Engoliu a vergonha com o pão dormido. Ontem. Porre. Pinga. Putas e lembranças. De novo. A armadilha. O Bar do Beco fechou. E para sempre. Acordou com bafo de pinga.  Travesseiro azedo e a amnésia acorrentada ao ontem de todo dia. Era ruim e era bom. O pescoço. Preso. Mais um lapso. Melhor assim. Aquele pão de dois dias. Passivo. Não se libertava. Nem queria. O miolo crescendo na boca. Borracha. Desce exprimido. Sufoca. Que escorregasse com ele a vida! O pior de tudo não ficava nas noites, massacrava os dias. A armadilha. De novo. De dia podia ver suas espinhas. Tropeçando em si mesmo, remoía cenas, cenas, as mesmas cenas. O mesmo tema. Nunca ganhou. Como nos filmes, o bandido, ele, morria no final. O tempo matava os traços. Ela.

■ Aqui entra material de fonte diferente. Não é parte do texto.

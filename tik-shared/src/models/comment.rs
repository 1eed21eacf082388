/// Comment model and database operations
///
/// Comments belong to a ticket and a creator, and disappear with either.
/// The comment listing is paginated, so this module also exposes
/// `list_page`/`count` alongside the usual CRUD operations.

use chrono::NaiveDate;
use serde::{Deserialize, Serialize};
use sqlx::{QueryBuilder, Sqlite, SqliteConnection};

use crate::models::ticket::{Ticket, TicketSummary};
use crate::models::user::{User, UserSummary};
use crate::patch::Patch;

#[derive(Debug, Clone, sqlx::FromRow)]
pub struct Comment {
    pub id: i64,
    pub content: String,
    pub creator_id: i64,
    pub ticket_id: i64,
    pub creation_date: NaiveDate,
    pub update_date: Option<NaiveDate>,
}

#[derive(Debug, Clone)]
pub struct CreateComment {
    pub content: String,
    pub creator_id: i64,
    pub ticket_id: i64,
}

#[derive(Debug, Clone, Default)]
pub struct UpdateComment {
    pub content: Patch<String>,
    pub creator_id: Patch<i64>,
    pub ticket_id: Patch<i64>,
}

impl UpdateComment {
    pub fn is_empty(&self) -> bool {
        self.content.is_unset() && self.creator_id.is_unset() && self.ticket_id.is_unset()
    }
}

/// Light comment read-model
#[derive(Debug, Clone, PartialEq, Eq, Serialize, Deserialize)]
pub struct CommentSummary {
    pub id: i64,
    pub content: String,
    pub creation_date: NaiveDate,
    pub update_date: Option<NaiveDate>,
}

/// Full comment read-model
#[derive(Debug, Clone, Serialize, Deserialize)]
pub struct CommentView {
    #[serde(flatten)]
    pub comment: CommentSummary,
    pub creator: UserSummary,
    pub ticket: TicketSummary,
}

const COMMENT_COLUMNS: &str = "id, content, creator_id, ticket_id, creation_date, update_date";

impl Comment {
    /// Creates a comment and returns its generated ID
    ///
    /// # Errors
    ///
    /// Returns a foreign-key database error if the creator or ticket does not exist.
    pub async fn create(conn: &mut SqliteConnection, data: CreateComment) -> Result<i64, sqlx::Error> {
        let result =
            sqlx::query("INSERT INTO comments (content, creator_id, ticket_id) VALUES (?, ?, ?)")
                .bind(data.content)
                .bind(data.creator_id)
                .bind(data.ticket_id)
                .execute(&mut *conn)
                .await?;

        Ok(result.last_insert_rowid())
    }

    pub async fn find_by_id(conn: &mut SqliteConnection, id: i64) -> Result<Option<Self>, sqlx::Error> {
        sqlx::query_as::<_, Comment>(&format!(
            "SELECT {COMMENT_COLUMNS} FROM comments WHERE id = ?"
        ))
        .bind(id)
        .fetch_optional(&mut *conn)
        .await
    }

    /// Lists one page of comments ordered by ID
    pub async fn list_page(
        conn: &mut SqliteConnection,
        limit: i64,
        offset: i64,
    ) -> Result<Vec<Self>, sqlx::Error> {
        sqlx::query_as::<_, Comment>(&format!(
            "SELECT {COMMENT_COLUMNS} FROM comments ORDER BY id LIMIT ? OFFSET ?"
        ))
        .bind(limit)
        .bind(offset)
        .fetch_all(&mut *conn)
        .await
    }

    pub async fn count(conn: &mut SqliteConnection) -> Result<i64, sqlx::Error> {
        sqlx::query_scalar("SELECT COUNT(*) FROM comments")
            .fetch_one(&mut *conn)
            .await
    }

    /// Updates a comment and stamps `update_date` with today's date
    ///
    /// # Returns
    ///
    /// True if the row was matched, false if it no longer exists
    pub async fn update(
        conn: &mut SqliteConnection,
        id: i64,
        data: UpdateComment,
    ) -> Result<bool, sqlx::Error> {
        let mut builder: QueryBuilder<Sqlite> = QueryBuilder::new("UPDATE comments SET ");
        let mut set = builder.separated(", ");
        set.push("update_date = CURRENT_DATE");

        if let Some(value) = data.content.into_assignment() {
            set.push("content = ").push_bind_unseparated(value);
        }
        if let Some(value) = data.creator_id.into_assignment() {
            set.push("creator_id = ").push_bind_unseparated(value);
        }
        if let Some(value) = data.ticket_id.into_assignment() {
            set.push("ticket_id = ").push_bind_unseparated(value);
        }

        builder.push(" WHERE id = ").push_bind(id);

        let result = builder.build().execute(&mut *conn).await?;

        Ok(result.rows_affected() > 0)
    }

    pub async fn delete(conn: &mut SqliteConnection, id: i64) -> Result<bool, sqlx::Error> {
        let result = sqlx::query("DELETE FROM comments WHERE id = ?")
            .bind(id)
            .execute(&mut *conn)
            .await?;

        Ok(result.rows_affected() > 0)
    }

    pub fn summary(&self) -> CommentSummary {
        CommentSummary {
            id: self.id,
            content: self.content.clone(),
            creation_date: self.creation_date,
            update_date: self.update_date,
        }
    }

    pub async fn summaries_by_ticket(
        conn: &mut SqliteConnection,
        ticket_id: i64,
    ) -> Result<Vec<CommentSummary>, sqlx::Error> {
        Self::summaries_where(conn, "ticket_id", ticket_id).await
    }

    pub async fn summaries_by_creator(
        conn: &mut SqliteConnection,
        creator_id: i64,
    ) -> Result<Vec<CommentSummary>, sqlx::Error> {
        Self::summaries_where(conn, "creator_id", creator_id).await
    }

    async fn summaries_where(
        conn: &mut SqliteConnection,
        column: &str,
        value: i64,
    ) -> Result<Vec<CommentSummary>, sqlx::Error> {
        let comments = sqlx::query_as::<_, Comment>(&format!(
            "SELECT {COMMENT_COLUMNS} FROM comments WHERE {column} = ? ORDER BY id"
        ))
        .bind(value)
        .fetch_all(&mut *conn)
        .await?;

        Ok(comments.iter().map(Comment::summary).collect())
    }
}

impl CommentView {
    /// Assembles the full read-model: creator and ticket summary
    pub async fn load(conn: &mut SqliteConnection, comment: &Comment) -> Result<Self, sqlx::Error> {
        let creator = User::load_summary(conn, comment.creator_id).await?;
        let ticket = Ticket::load_summary(conn, comment.ticket_id).await?;

        Ok(Self {
            comment: comment.summary(),
            creator,
            ticket,
        })
    }
}

#[cfg(test)]
mod tests {
    use super::*;

    #[test]
    fn test_update_comment_is_empty() {
        assert!(UpdateComment::default().is_empty());
        assert!(!UpdateComment {
            content: Patch::Value("Edited".to_string()),
            ..Default::default()
        }
        .is_empty());
    }
}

Não era mais ela. Era quase ela. O tempo. Bafo azedo. Pintor charlatão. Voraz. Cenas, cenas, uma comia a outra. Virou vício. Armadilha. Anos e anos. Não se lembra do riso. Droga de vício. Droga. Filha da puta. Princesa. Revira o limbo. Novo caco remonta o espelho quebrado. Nó nas tripas. Pronto. Lembrou-se dela. De novo. Ela coisa divina. Demônio. Vinha do cheiro. Da parede. Do nada. Armadilha. O pescoço preso. Dias, meses, anos… Quem sabe, meses! Quem sabe, séculos! Quem sabe, milênios! Passivo. Respira pouco. Paixão. Sofrimento. Humilhação. Perdeu o respeito por si. Como ela poderia vê-lo, sem vomitar? Olhava-o. ele estava, mas não estava lá. Já amava amar o sofrimento. Seu cancro. Seu calo. Unha encravada. Doía. Pra que tirá-la? Armadilha. De novo.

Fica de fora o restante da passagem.